_Brief_
Your job is to copy all the entries precisely as they stand.
┄┄┄┄┄┄┄┄┄┄
// src/deadline.rs
// Deadline + cancellation (C2).
//
// A deadline is an absolute monotonic instant carried by value through every
// traversal, matcher, and collector check. Cancellation is cooperative: a
// producer that sees a passed deadline returns early with whatever it has
// collected so far; there is no forced teardown.

use std::time::{Duration, Instant};

/// An absolute monotonic deadline, or the distinguished value `never`.
#[derive(Debug, Clone, Copy, PartialEq, Eq)]
pub struct Deadline(Option<Instant>);

impl Deadline {
    /// A deadline that never passes.
    pub fn never() -> Self {
        Deadline(None)
    }

    /// A deadline `duration` from now.
    pub fn from_now(duration: Duration) -> Self {
        Deadline(Some(Instant::now() + duration))
    }

    /// An explicit absolute instant.
    pub fn at(instant: Instant) -> Self {
        Deadline(Some(instant))
    }

    /// Whether the deadline has already passed.
    pub fn has_passed(&self) -> bool {
        match self.0 {
            Some(instant) => Instant::now() >= instant,
            None => false,
        }
    }

    /// Remaining duration until the deadline, or `None` for `never`.
    pub fn remaining(&self) -> Option<Duration> {
        self.0.map(|instant| instant.saturating_duration_since(Instant::now()))
    }
}

impl Default for Deadline {
    fn default() -> Self {
        Deadline::never()
    }
}

#[cfg(test)]
mod tests {
    use super::*;

    #[test]
    fn never_does_not_pass() {
        assert!(!Deadline::never().has_passed());
    }

    #[test]
    fn from_now_passes_after_duration() {
        let d = Deadline::from_now(Duration::from_millis(1));
        std::thread::sleep(Duration::from_millis(5));
        assert!(d.has_passed());
    }

    #[test]
    fn from_now_has_not_passed_immediately() {
        let d = Deadline::from_now(Duration::from_secs(60));
        assert!(!d.has_passed());
    }
}
//! Accessibility façade (C1): a minimal capability-based view over an opaque
//! accessibility graph, polymorphic over a real OS-backed element and a
//! JSON-backed mock used for offline parser development and tests.
//!
//! The façade never caches. Every accessor is fallible and latency-bound —
//! callers combine it with [`crate::deadline::Deadline`] at every traversal
//! step, never inside the façade itself.

mod element;
mod mock;
mod system;

pub use element::{ChildRelation, Element, ElementHandle};
pub use mock::MockElement;
pub use system::{RawAccessibilityNode, RawAccessibilityProvider, SystemElement};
┄┄┄┄┄┄┄┄┄┄
_Solution to the problem_
// src/deadline.rs
// Deadline + cancellation (C2).
//
// A deadline is an absolute monotonic instant carried by value through every
// traversal, matcher, and collector check. Cancellation is cooperative: a
// producer that sees a passed deadline returns early with whatever it has
// collected so far; there is no forced teardown.

use std::time::{Duration, Instant};

/// An absolute monotonic deadline, or the distinguished value `never`.
#[derive(Debug, Clone, Copy, PartialEq, Eq)]
pub struct Deadline(Option<Instant>);

impl Deadline {
    /// A deadline that never passes.
    pub fn never() -> Self {
        Deadline(None)
    }

    /// A deadline `duration` from now.
    pub fn from_now(duration: Duration) -> Self {
        Deadline(Some(Instant::now() + duration))
    }

    /// An explicit absolute instant.
    pub fn at(instant: Instant) -> Self {
        Deadline(Some(instant))
    }

    /// Whether the deadline has already passed.
    pub fn has_passed(&self) -> bool {
        match self.0 {
            Some(instant) => Instant::now() >= instant,
            None => false,
        }
    }

    /// Remaining duration until the deadline, or `None` for `never`.
    pub fn remaining(&self) -> Option<Duration> {
        self.0.map(|instant| instant.saturating_duration_since(Instant::now()))
    }
}

impl Default for Deadline {
    fn default() -> Self {
        Deadline::never()
    }
}

#[cfg(test)]
mod tests {
    use super::*;

    #[test]
    fn never_does_not_pass() {
        assert!(!Deadline::never().has_passed());
    }

    #[test]
    fn from_now_passes_after_duration() {
        let d = Deadline::from_now(Duration::from_millis(1));
        std::thread::sleep(Duration::from_millis(5));
        assert!(d.has_passed());
    }

    #[test]
    fn from_now_has_not_passed_immediately() {
        let d = Deadline::from_now(Duration::from_secs(60));
        assert!(!d.has_passed());
    }
}
//! Accessibility façade (C1): a minimal capability-based view over an opaque
//! accessibility graph, polymorphic over a real OS-backed element and a
//! JSON-backed mock used for offline parser development and tests.
//!
//! The façade never caches. Every accessor is fallible and latency-bound —
//! callers combine it with [`crate::deadline::Deadline`] at every traversal
//! step, never inside the façade itself.

mod element;
mod mock;
mod system;

pub use element::{ChildRelation, Element, ElementHandle};
pub use mock::MockElement;
pub use system::{RawAccessibilityNode, RawAccessibilityProvider, SystemElement};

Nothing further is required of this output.